START Data to process

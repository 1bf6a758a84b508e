//! Geolocation provider client.
//!
//! One HTTP client serves both providers; the provider profile picked per
//! call decides the URL, the credential parameter and the response mapping.

use async_trait::async_trait;
use serde_json::Value;
use tracing::{debug, info, instrument, warn};
use url::Url;

use ipscope_core::error::{IpscopeError, Result};
use ipscope_core::traits::GeoLookup;
use ipscope_core::types::{Provider, ResultRecord};

use crate::config::UpstreamConfig;
use crate::profile::{error_message, ProviderProfile};

/// Client for the upstream geolocation providers.
pub struct GeoClient {
    config: UpstreamConfig,
    http_client: reqwest::Client,
    ipapi_base: Url,
    ipinfo_base: Url,
}

impl GeoClient {
    /// Creates a client with default configuration (public endpoints, no credentials).
    pub fn new() -> Result<Self> {
        Self::with_config(UpstreamConfig::default())
    }

    /// Creates a client with custom configuration.
    ///
    /// Fails if a provider base URL is not an absolute http(s) URL.
    pub fn with_config(config: UpstreamConfig) -> Result<Self> {
        let http_client = reqwest::Client::builder()
            .timeout(std::time::Duration::from_secs(config.timeout_seconds))
            .user_agent(config.user_agent.clone())
            .build()
            .map_err(|e| IpscopeError::ConfigError(format!("Failed to create HTTP client: {}", e)))?;

        let ipapi_base = parse_base_url(&config.ipapi.base_url)?;
        let ipinfo_base = parse_base_url(&config.ipinfo.base_url)?;

        Ok(Self {
            config,
            http_client,
            ipapi_base,
            ipinfo_base,
        })
    }

    /// Returns the client configuration.
    pub fn config(&self) -> &UpstreamConfig {
        &self.config
    }

    fn base_url(&self, provider: Provider) -> &Url {
        match provider {
            Provider::IpApi => &self.ipapi_base,
            Provider::IpInfo => &self.ipinfo_base,
        }
    }

    /// Looks up `address` (or the caller's own address) at one provider.
    ///
    /// Single attempt. Failures come back as [`IpscopeError::Upstream`]
    /// with the provider's status and message when it gave them.
    #[instrument(skip(self))]
    pub async fn lookup(&self, address: Option<&str>, provider: Provider) -> Result<ResultRecord> {
        let profile = ProviderProfile::for_provider(provider);
        let url = profile.endpoint(self.base_url(provider), address)?;

        let mut request = self.http_client.get(url.clone());
        if let Some(credential) = self.config.provider(provider).credential() {
            request = request.query(&[(profile.credential_param, credential)]);
        }

        debug!(%url, "Querying provider");

        let response = request.send().await.map_err(|e| {
            warn!(error = %e, "Provider request failed");
            IpscopeError::transport(e.to_string())
        })?;

        let status = response.status();
        let body = response.bytes().await.map_err(|e| {
            warn!(error = %e, status = status.as_u16(), "Failed to read provider response");
            IpscopeError::transport(e.to_string())
        })?;

        if !status.is_success() {
            let message = serde_json::from_slice::<Value>(&body)
                .ok()
                .as_ref()
                .and_then(error_message)
                .unwrap_or_else(|| format!("Request failed with status code {}", status.as_u16()));
            warn!(status = status.as_u16(), reason = %message, "Provider returned an error");
            return Err(IpscopeError::upstream(status.as_u16(), message));
        }

        let json: Value = serde_json::from_slice(&body).map_err(|e| {
            warn!(error = %e, "Provider returned malformed JSON");
            IpscopeError::transport(format!("Invalid provider response: {}", e))
        })?;

        let record = profile
            .normalize(json)
            .inspect_err(|e| warn!(error = %e, "Provider reported a failure"))?;

        info!(ip = record.ip.as_deref().unwrap_or("-"), "Fetched IP details");
        Ok(record)
    }
}

#[async_trait]
impl GeoLookup for GeoClient {
    async fn fetch(&self, address: Option<&str>, provider: Provider) -> Result<ResultRecord> {
        self.lookup(address, provider).await
    }
}

fn parse_base_url(raw: &str) -> Result<Url> {
    let url = Url::parse(raw.trim())
        .map_err(|e| IpscopeError::ConfigError(format!("Invalid provider URL '{}': {}", raw, e)))?;

    if !matches!(url.scheme(), "http" | "https") || url.cannot_be_a_base() {
        return Err(IpscopeError::ConfigError(format!(
            "Provider URL must be an absolute http(s) URL: {}",
            raw
        )));
    }

    Ok(url)
}

#[cfg(test)]
mod tests {
    use super::*;
    use crate::config::ProviderConfig;
    use serde_json::json;
    use wiremock::matchers::{method, path, query_param};
    use wiremock::{Mock, MockServer, ResponseTemplate};

    fn client_for(server: &MockServer, ipapi_key: &str, ipinfo_token: &str) -> GeoClient {
        let config = UpstreamConfig {
            ipapi: ProviderConfig::new(server.uri()).with_credential(ipapi_key),
            ipinfo: ProviderConfig::new(server.uri()).with_credential(ipinfo_token),
            timeout_seconds: 5,
            ..Default::default()
        };
        GeoClient::with_config(config).unwrap()
    }

    async fn assert_no_query(server: &MockServer) {
        let requests = server.received_requests().await.unwrap();
        assert_eq!(requests.len(), 1);
        assert_eq!(requests[0].url.query(), None);
    }

    #[tokio::test]
    async fn test_ipapi_lookup() {
        let server = MockServer::start().await;
        Mock::given(method("GET"))
            .and(path("/8.8.8.8/json/"))
            .respond_with(ResponseTemplate::new(200).set_body_json(json!({
                "ip": "8.8.8.8",
                "city": "Mountain View",
                "region": "California",
                "country": "US",
                "country_name": "United States",
                "latitude": 37.4056,
                "longitude": -122.0775,
                "timezone": "America/Los_Angeles",
                "currency": "USD",
                "org": "GOOGLE",
                "asn": "AS15169"
            })))
            .expect(1)
            .mount(&server)
            .await;

        let client = client_for(&server, "", "");
        let record = client.lookup(Some("8.8.8.8"), Provider::IpApi).await.unwrap();

        assert_eq!(record.ip.as_deref(), Some("8.8.8.8"));
        assert_eq!(record.country_name.as_deref(), Some("United States"));
        assert_eq!(record.currency.as_deref(), Some("USD"));
        assert_eq!(record.coordinates(), Some((37.4056, -122.0775)));
    }

    #[tokio::test]
    async fn test_own_address_uses_bare_endpoint() {
        let server = MockServer::start().await;
        Mock::given(method("GET"))
            .and(path("/json"))
            .respond_with(ResponseTemplate::new(200).set_body_json(json!({
                "ip": "203.0.113.7",
                "loc": "51.5074,-0.1278"
            })))
            .expect(1)
            .mount(&server)
            .await;

        let client = client_for(&server, "", "");
        let record = client.fetch(None, Provider::IpInfo).await.unwrap();

        assert_eq!(record.ip.as_deref(), Some("203.0.113.7"));
        assert_eq!(record.coordinates(), Some((51.5074, -0.1278)));
    }

    #[tokio::test]
    async fn test_sends_user_agent() {
        let server = MockServer::start().await;
        Mock::given(method("GET"))
            .respond_with(ResponseTemplate::new(200).set_body_json(json!({ "ip": "1.1.1.1" })))
            .mount(&server)
            .await;

        let client = client_for(&server, "", "");
        client.lookup(Some("1.1.1.1"), Provider::IpApi).await.unwrap();

        let requests = server.received_requests().await.unwrap();
        let agent = requests[0].headers.get("user-agent").unwrap().to_str().unwrap();
        assert!(agent.starts_with("ipscope/"));
    }

    #[tokio::test]
    async fn test_credentials_attached_per_provider() {
        let server = MockServer::start().await;
        Mock::given(method("GET"))
            .and(path("/1.1.1.1/json/"))
            .and(query_param("key", "k-123"))
            .respond_with(ResponseTemplate::new(200).set_body_json(json!({ "ip": "1.1.1.1" })))
            .expect(1)
            .mount(&server)
            .await;
        Mock::given(method("GET"))
            .and(path("/1.1.1.1/json"))
            .and(query_param("token", "t-456"))
            .respond_with(ResponseTemplate::new(200).set_body_json(json!({ "ip": "1.1.1.1" })))
            .expect(1)
            .mount(&server)
            .await;

        let client = client_for(&server, "k-123", "t-456");
        client.lookup(Some("1.1.1.1"), Provider::IpApi).await.unwrap();
        client.lookup(Some("1.1.1.1"), Provider::IpInfo).await.unwrap();
    }

    #[tokio::test]
    async fn test_missing_credential_sends_no_parameter() {
        let server = MockServer::start().await;
        Mock::given(method("GET"))
            .respond_with(ResponseTemplate::new(200).set_body_json(json!({ "ip": "8.8.8.8" })))
            .mount(&server)
            .await;

        let client = client_for(&server, "", "   ");
        client.lookup(Some("8.8.8.8"), Provider::IpInfo).await.unwrap();

        assert_no_query(&server).await;
    }

    #[tokio::test]
    async fn test_error_status_and_message_propagated() {
        let server = MockServer::start().await;
        Mock::given(method("GET"))
            .and(path("/invalid-ip/json"))
            .respond_with(ResponseTemplate::new(404).set_body_json(json!({
                "status": 404,
                "error": { "title": "Wrong ip", "message": "Please provide a valid IP address" }
            })))
            .mount(&server)
            .await;

        let client = client_for(&server, "", "");
        let err = client.lookup(Some("invalid-ip"), Provider::IpInfo).await.unwrap_err();

        match err {
            IpscopeError::Upstream { status, message } => {
                assert_eq!(status, 404);
                assert_eq!(message, "Please provide a valid IP address");
            }
            other => panic!("unexpected error: {other:?}"),
        }
    }

    #[tokio::test]
    async fn test_error_without_body_message() {
        let server = MockServer::start().await;
        Mock::given(method("GET"))
            .respond_with(ResponseTemplate::new(429).set_body_string("slow down"))
            .mount(&server)
            .await;

        let client = client_for(&server, "", "");
        let err = client.lookup(Some("8.8.8.8"), Provider::IpApi).await.unwrap_err();

        match err {
            IpscopeError::Upstream { status, message } => {
                assert_eq!(status, 429);
                assert_eq!(message, "Request failed with status code 429");
            }
            other => panic!("unexpected error: {other:?}"),
        }
    }

    #[tokio::test]
    async fn test_inband_error_is_failure() {
        let server = MockServer::start().await;
        Mock::given(method("GET"))
            .and(path("/0.0.0.0/json/"))
            .respond_with(ResponseTemplate::new(200).set_body_json(json!({
                "ip": "0.0.0.0",
                "error": true,
                "reason": "Reserved IP Address"
            })))
            .mount(&server)
            .await;

        let client = client_for(&server, "", "");
        let err = client.lookup(Some("0.0.0.0"), Provider::IpApi).await.unwrap_err();
        assert!(matches!(err, IpscopeError::Upstream { status: 400, .. }));
    }

    #[tokio::test]
    async fn test_malformed_body_is_server_error() {
        let server = MockServer::start().await;
        Mock::given(method("GET"))
            .respond_with(ResponseTemplate::new(200).set_body_string("<html>oops</html>"))
            .mount(&server)
            .await;

        let client = client_for(&server, "", "");
        let err = client.lookup(Some("8.8.8.8"), Provider::IpApi).await.unwrap_err();
        assert!(matches!(err, IpscopeError::Upstream { status: 500, .. }));
    }

    #[tokio::test]
    async fn test_unreachable_provider_is_server_error() {
        let config = UpstreamConfig {
            ipapi: ProviderConfig::new("http://127.0.0.1:1"),
            timeout_seconds: 2,
            ..Default::default()
        };
        let client = GeoClient::with_config(config).unwrap();

        let err = client.lookup(Some("8.8.8.8"), Provider::IpApi).await.unwrap_err();
        match err {
            IpscopeError::Upstream { status, message } => {
                assert_eq!(status, 500);
                assert!(!message.is_empty());
            }
            other => panic!("unexpected error: {other:?}"),
        }
    }

    #[test]
    fn test_rejects_invalid_base_url() {
        let config = UpstreamConfig {
            ipinfo: ProviderConfig::new("not a url"),
            ..Default::default()
        };
        assert!(matches!(
            GeoClient::with_config(config),
            Err(IpscopeError::ConfigError(_))
        ));

        let config = UpstreamConfig {
            ipapi: ProviderConfig::new("mailto:geo@example.com"),
            ..Default::default()
        };
        assert!(GeoClient::with_config(config).is_err());
    }
}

END Data to process

# Your goal
Return exactly the leading lines of the listing, stopping after the line in which "pub fn with_config(config: UpstreamConfig)" occurs.

# Solution
repository 1bf6a758a84b508e
//! Geolocation provider client.
//!
//! One HTTP client serves both providers; the provider profile picked per
//! call decides the URL, the credential parameter and the response mapping.

use async_trait::async_trait;
use serde_json::Value;
use tracing::{debug, info, instrument, warn};
use url::Url;

use ipscope_core::error::{IpscopeError, Result};
use ipscope_core::traits::GeoLookup;
use ipscope_core::types::{Provider, ResultRecord};

use crate::config::UpstreamConfig;
use crate::profile::{error_message, ProviderProfile};

/// Client for the upstream geolocation providers.
pub struct GeoClient {
    config: UpstreamConfig,
    http_client: reqwest::Client,
    ipapi_base: Url,
    ipinfo_base: Url,
}

impl GeoClient {
    /// Creates a client with default configuration (public endpoints, no credentials).
    pub fn new() -> Result<Self> {
        Self::with_config(UpstreamConfig::default())
    }

    /// Creates a client with custom configuration.
    ///
    /// Fails if a provider base URL is not an absolute http(s) URL.
    pub fn with_config(config: UpstreamConfig) -> Result<Self> {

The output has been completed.